Bufale story Dagli sms al Real Madrid senza presidente agli incontri segreti con Hughes, tecnico inglese

Adesso che Kakà ha deciso di restare, che il City è tornato a casa a mani vuote e che il Milan ha richiuso il cancello di Milanello, possiamo anche riflettere sull’intera vicenda. E rileggere, con qualche divertimento, alcuni dettagli dell’affare strillati nei giorni scorsi oppure anonimi “boatos” spacciati per notizie di prima mano. Serviranno di lezione per la prossima occasione? Difficile giurarlo. Prendiamo per esempio la data del primo incontro tra il Manchester City e il papà di Kakà, Bosco Leite: per qualche giornale avvenne nel mese di novembre, a Portsmouth, in occasione di un viaggio Uefa della squadra rossonera, a sentire la ricostruzione postuma e risentita del presidente del City si è realizzato soltanto lunedì sera, a Milano.
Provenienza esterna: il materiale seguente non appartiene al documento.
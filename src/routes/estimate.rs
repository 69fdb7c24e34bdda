//! Estimate form endpoint.

use axum::body::Bytes;
use axum::extract::State;
use axum::http::StatusCode;
use axum::response::{IntoResponse, Json, Response};
use serde::Serialize;
use uuid::Uuid;

use crate::services::estimate::{self, EstimateError, EstimateRequest, Submission};
use crate::state::AppState;

/// Body of every estimate response: `{"ok":true}` or `{"ok":false,"error":"..."}`.
#[derive(Debug, Serialize)]
pub struct EstimateReply {
    pub ok: bool,
    #[serde(skip_serializing_if = "Option::is_none")]
    pub error: Option<&'static str>,
}

pub(crate) fn reply_ok() -> Response {
    (StatusCode::OK, Json(EstimateReply { ok: true, error: None })).into_response()
}

pub(crate) fn reply_error(status: StatusCode, message: &'static str) -> Response {
    (status, Json(EstimateReply { ok: false, error: Some(message) })).into_response()
}

pub(crate) fn estimate_error_to_response(err: &EstimateError) -> Response {
    match err {
        EstimateError::MissingFields => reply_error(StatusCode::BAD_REQUEST, "Missing required fields."),
        EstimateError::NotConfigured => reply_error(StatusCode::INTERNAL_SERVER_ERROR, "Missing RESEND_API_KEY."),
        EstimateError::Delivery(_) => reply_error(StatusCode::INTERNAL_SERVER_ERROR, "Email failed to send."),
    }
}

/// `POST /api/estimate` — validate and relay an estimate request by email.
///
/// The body is parsed as JSON whatever `Content-Type` the form sent.
pub async fn submit_estimate(State(state): State<AppState>, body: Bytes) -> Response {
    let submission_id = Uuid::new_v4();

    let request: EstimateRequest = match serde_json::from_slice(&body) {
        Ok(request) => request,
        Err(e) => {
            tracing::warn!(%submission_id, error = %e, "estimate body rejected");
            return reply_error(StatusCode::BAD_REQUEST, "Invalid request body.");
        }
    };

    match estimate::submit(state.mailer.as_deref(), &state.routing, &request).await {
        Ok(Submission::Delivered) => {
            tracing::info!(%submission_id, city = request.city.trim(), "estimate delivered");
            reply_ok()
        }
        Ok(Submission::Discarded) => {
            tracing::info!(%submission_id, "estimate discarded as spam");
            reply_ok()
        }
        Err(e) => {
            match &e {
                EstimateError::MissingFields => tracing::debug!(%submission_id, "estimate missing required fields"),
                EstimateError::NotConfigured => {
                    tracing::error!(%submission_id, "estimate relay not configured: RESEND_API_KEY missing");
                }
                EstimateError::Delivery(detail) => {
                    tracing::error!(%submission_id, error = %detail, "estimate email delivery failed");
                }
            }
            estimate_error_to_response(&e)
        }
    }
}

#[cfg(test)]
#[path = "estimate_test.rs"]
mod tests;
Obietterete: ma è un dettaglio di dubbia utilità, d’accordo ma sono i dettagli che fanno la differenza specie quando c’è da spacciare per buona la cifra di 550 mila euro a settimana promessa al brasiliano.
Prendete poi gli incontri segreti tra Kakà e il tecnico del City, lo scozzese Mark Hughes: c’è chi li ha visti e segnalati a Milano, chi invece ha garantito sull’amabile colloquio telefonico, con interprete Robinho, nel frattempo in ritiro a Tenerife. O ancora la faida familiare che si sarebbe consumata dentro le mura domestiche di casa Kakà: padre e figlio, l’uno contro l’altro armati, una specie di duello rusticano. Non sono mancati neanche gli interventi stravaganti, uno firmato dagli evangelici che hanno ammonito Riccardino dall’accettare soldi provenienti dal musulmano. In casi del genere gli sms sventolati sono un passaggio obbligato: Kakà ne ha mandato uno a Berlusconi per liberarsi, no l’ha rivolto al Real Madrid per prenotare il viaggio estivo in Spagna. E chissenefrega se il club madridista non ha un presidente in carica e le elezioni sono previste tra fine giugno e inizio luglio.